WHAT YOU NEED TO DO:
Print each record below character for character.

SOURCE DATA Block Start

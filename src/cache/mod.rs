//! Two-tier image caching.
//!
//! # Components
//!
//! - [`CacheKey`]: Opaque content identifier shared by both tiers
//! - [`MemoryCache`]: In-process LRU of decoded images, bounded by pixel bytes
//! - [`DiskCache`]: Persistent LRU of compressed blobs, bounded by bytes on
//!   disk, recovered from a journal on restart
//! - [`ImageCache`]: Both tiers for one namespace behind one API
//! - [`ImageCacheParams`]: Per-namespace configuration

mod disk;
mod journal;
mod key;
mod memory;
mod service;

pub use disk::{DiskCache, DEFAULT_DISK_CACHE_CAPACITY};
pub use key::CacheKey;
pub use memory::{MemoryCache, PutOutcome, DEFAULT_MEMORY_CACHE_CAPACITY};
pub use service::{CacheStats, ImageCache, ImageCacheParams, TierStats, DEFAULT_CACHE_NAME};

SOURCE DATA Block End

RESULT FOR THIS TASK:
filename src/cache/mod.rs
//! Two-tier image caching.
//!
//! # Components
//!
//! - [`CacheKey`]: Opaque content identifier shared by both tiers
//! - [`MemoryCache`]: In-process LRU of decoded images, bounded by pixel bytes
//! - [`DiskCache`]: Persistent LRU of compressed blobs, bounded by bytes on
//!   disk, recovered from a journal on restart
//! - [`ImageCache`]: Both tiers for one namespace behind one API
//! - [`ImageCacheParams`]: Per-namespace configuration

mod disk;
mod journal;
mod key;
mod memory;
mod service;

pub use disk::{DiskCache, DEFAULT_DISK_CACHE_CAPACITY};
pub use key::CacheKey;
pub use memory::{MemoryCache, PutOutcome, DEFAULT_MEMORY_CACHE_CAPACITY};
pub use service::{CacheStats, ImageCache, ImageCacheParams, TierStats, DEFAULT_CACHE_NAME};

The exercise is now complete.